• **Exercise brief**:
Tally the lines in the data below in which the word "contents" occurs, then give only the total.

• **Saved entries**:
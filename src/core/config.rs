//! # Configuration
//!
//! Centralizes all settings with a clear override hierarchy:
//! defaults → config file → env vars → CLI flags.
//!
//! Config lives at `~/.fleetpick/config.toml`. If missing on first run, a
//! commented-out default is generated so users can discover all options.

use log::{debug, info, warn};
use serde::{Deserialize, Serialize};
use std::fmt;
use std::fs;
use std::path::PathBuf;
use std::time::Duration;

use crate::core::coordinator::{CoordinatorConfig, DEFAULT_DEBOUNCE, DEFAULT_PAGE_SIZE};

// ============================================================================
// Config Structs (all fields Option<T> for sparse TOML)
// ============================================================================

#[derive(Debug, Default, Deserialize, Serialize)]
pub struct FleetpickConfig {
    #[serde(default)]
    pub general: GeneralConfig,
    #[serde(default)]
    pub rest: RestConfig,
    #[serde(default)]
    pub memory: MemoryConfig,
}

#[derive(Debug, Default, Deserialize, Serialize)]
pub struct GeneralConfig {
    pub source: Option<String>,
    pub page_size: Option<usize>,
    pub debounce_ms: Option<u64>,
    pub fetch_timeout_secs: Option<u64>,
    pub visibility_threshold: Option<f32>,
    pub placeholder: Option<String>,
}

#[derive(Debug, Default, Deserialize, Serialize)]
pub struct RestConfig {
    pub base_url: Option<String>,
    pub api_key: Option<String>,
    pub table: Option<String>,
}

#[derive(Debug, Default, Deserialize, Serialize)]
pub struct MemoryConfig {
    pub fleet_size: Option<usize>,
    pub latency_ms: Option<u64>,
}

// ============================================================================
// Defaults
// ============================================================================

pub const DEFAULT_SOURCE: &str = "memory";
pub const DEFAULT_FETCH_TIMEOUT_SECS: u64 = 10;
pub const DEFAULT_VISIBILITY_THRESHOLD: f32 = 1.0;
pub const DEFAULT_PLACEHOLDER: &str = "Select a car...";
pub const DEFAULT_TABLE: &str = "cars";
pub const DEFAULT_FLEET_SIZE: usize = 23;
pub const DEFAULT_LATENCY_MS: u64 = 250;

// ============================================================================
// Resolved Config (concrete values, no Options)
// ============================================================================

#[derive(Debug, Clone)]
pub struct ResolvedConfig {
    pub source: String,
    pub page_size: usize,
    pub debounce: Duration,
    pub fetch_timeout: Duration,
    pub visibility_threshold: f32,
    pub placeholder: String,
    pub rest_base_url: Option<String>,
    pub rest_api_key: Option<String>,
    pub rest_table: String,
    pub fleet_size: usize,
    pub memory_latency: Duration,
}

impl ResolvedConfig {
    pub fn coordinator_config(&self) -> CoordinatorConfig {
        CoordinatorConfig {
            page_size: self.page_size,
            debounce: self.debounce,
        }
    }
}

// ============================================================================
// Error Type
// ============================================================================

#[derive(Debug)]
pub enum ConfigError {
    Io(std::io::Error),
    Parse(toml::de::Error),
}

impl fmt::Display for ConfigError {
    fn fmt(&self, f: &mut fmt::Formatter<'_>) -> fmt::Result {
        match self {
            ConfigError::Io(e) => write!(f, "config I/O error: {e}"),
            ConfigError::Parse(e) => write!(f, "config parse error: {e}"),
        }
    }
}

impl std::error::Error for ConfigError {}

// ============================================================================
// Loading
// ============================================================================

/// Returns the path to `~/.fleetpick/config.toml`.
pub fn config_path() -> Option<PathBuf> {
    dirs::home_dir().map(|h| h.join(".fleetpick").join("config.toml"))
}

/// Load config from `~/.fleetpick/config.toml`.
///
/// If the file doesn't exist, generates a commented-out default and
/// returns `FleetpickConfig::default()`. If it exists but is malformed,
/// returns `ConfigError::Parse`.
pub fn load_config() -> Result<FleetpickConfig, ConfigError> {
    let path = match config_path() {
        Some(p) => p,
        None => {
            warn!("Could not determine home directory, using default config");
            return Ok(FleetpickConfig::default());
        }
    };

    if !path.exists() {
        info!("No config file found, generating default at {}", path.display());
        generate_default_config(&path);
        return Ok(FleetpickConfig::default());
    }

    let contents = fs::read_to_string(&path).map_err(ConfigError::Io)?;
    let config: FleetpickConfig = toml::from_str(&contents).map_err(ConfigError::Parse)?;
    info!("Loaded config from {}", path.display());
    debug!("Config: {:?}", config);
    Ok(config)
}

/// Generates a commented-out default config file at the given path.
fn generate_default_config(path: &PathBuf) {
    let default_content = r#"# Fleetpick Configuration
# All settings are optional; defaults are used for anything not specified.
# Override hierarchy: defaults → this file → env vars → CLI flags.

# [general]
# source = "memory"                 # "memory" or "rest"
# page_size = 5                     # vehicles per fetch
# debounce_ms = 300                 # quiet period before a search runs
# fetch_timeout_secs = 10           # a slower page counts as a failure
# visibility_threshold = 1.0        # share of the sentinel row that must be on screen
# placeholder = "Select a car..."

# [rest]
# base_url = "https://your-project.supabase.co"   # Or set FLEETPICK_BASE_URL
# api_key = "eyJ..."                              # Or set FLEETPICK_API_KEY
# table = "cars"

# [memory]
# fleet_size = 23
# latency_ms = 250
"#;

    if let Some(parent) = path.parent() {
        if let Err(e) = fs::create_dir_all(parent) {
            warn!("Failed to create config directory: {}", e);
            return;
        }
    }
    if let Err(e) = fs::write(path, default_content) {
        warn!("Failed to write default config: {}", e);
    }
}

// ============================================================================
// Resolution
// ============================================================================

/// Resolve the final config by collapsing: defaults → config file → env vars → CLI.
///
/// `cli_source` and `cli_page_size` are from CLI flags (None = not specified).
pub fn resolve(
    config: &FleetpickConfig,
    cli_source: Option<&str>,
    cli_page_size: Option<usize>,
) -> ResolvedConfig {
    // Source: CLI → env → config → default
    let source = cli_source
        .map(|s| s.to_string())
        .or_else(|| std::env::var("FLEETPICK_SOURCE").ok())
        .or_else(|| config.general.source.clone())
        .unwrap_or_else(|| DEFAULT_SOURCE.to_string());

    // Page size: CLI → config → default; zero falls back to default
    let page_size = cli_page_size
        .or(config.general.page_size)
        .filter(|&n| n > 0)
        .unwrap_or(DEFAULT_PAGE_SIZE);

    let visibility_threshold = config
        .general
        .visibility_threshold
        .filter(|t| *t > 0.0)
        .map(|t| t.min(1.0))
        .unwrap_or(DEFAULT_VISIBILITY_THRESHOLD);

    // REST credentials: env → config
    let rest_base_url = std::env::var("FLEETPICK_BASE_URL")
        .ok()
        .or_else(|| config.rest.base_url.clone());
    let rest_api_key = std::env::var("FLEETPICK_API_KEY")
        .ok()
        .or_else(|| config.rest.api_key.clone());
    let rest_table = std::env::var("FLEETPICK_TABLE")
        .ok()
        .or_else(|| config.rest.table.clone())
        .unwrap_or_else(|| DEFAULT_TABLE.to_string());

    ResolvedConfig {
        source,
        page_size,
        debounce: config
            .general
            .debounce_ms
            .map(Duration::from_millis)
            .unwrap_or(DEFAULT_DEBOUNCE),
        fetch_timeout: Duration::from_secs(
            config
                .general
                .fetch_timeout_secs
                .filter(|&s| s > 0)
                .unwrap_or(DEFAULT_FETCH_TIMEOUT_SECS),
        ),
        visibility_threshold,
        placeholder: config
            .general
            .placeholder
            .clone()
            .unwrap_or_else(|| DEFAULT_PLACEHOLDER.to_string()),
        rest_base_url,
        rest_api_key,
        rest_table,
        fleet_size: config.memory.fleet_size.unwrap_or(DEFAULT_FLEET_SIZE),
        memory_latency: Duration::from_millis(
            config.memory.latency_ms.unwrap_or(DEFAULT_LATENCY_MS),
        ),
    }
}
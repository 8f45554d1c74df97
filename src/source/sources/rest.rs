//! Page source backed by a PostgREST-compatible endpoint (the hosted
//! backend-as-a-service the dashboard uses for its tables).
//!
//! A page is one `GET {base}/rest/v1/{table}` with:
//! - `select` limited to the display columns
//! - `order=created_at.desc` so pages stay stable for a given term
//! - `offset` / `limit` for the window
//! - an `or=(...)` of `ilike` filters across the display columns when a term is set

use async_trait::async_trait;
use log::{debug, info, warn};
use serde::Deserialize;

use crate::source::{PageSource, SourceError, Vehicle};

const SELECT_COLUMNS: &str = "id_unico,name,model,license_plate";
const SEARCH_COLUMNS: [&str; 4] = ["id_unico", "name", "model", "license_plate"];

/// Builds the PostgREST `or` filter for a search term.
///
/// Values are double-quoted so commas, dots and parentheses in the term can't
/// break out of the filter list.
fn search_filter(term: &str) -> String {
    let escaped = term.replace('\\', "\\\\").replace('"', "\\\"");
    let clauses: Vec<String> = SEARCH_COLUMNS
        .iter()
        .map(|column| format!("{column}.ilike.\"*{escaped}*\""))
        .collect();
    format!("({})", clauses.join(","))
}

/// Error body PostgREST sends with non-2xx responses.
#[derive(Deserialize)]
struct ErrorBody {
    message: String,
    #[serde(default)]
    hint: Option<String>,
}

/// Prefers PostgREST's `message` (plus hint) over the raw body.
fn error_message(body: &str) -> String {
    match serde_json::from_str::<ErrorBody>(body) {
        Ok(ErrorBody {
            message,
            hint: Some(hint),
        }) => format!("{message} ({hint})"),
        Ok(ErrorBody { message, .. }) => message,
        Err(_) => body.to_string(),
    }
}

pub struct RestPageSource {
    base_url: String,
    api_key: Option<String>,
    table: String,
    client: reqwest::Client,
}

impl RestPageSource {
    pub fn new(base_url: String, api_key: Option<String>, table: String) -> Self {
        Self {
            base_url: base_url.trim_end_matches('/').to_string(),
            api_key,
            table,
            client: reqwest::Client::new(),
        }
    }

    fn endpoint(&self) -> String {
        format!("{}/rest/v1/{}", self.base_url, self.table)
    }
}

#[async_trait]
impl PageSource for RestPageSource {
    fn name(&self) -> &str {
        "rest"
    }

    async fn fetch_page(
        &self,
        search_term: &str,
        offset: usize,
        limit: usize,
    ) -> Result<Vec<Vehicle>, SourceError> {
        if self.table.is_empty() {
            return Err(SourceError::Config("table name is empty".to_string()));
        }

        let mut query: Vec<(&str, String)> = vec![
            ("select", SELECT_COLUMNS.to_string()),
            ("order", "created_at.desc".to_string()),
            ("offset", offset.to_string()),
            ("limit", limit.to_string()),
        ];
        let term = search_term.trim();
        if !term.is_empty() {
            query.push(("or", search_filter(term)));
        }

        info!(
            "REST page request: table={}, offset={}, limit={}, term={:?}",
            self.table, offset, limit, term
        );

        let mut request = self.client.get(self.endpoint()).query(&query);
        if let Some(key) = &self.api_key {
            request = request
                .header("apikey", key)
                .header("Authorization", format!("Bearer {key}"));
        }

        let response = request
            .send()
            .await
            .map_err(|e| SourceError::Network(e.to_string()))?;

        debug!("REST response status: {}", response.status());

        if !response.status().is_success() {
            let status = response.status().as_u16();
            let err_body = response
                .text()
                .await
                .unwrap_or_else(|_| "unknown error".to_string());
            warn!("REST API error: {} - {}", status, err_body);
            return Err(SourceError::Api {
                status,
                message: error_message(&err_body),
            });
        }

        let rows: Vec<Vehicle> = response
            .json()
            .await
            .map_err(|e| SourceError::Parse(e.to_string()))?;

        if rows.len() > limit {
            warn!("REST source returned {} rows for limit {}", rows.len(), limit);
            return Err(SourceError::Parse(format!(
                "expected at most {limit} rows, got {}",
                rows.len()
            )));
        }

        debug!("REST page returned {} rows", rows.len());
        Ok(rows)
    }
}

• **Response to the exercise**:
2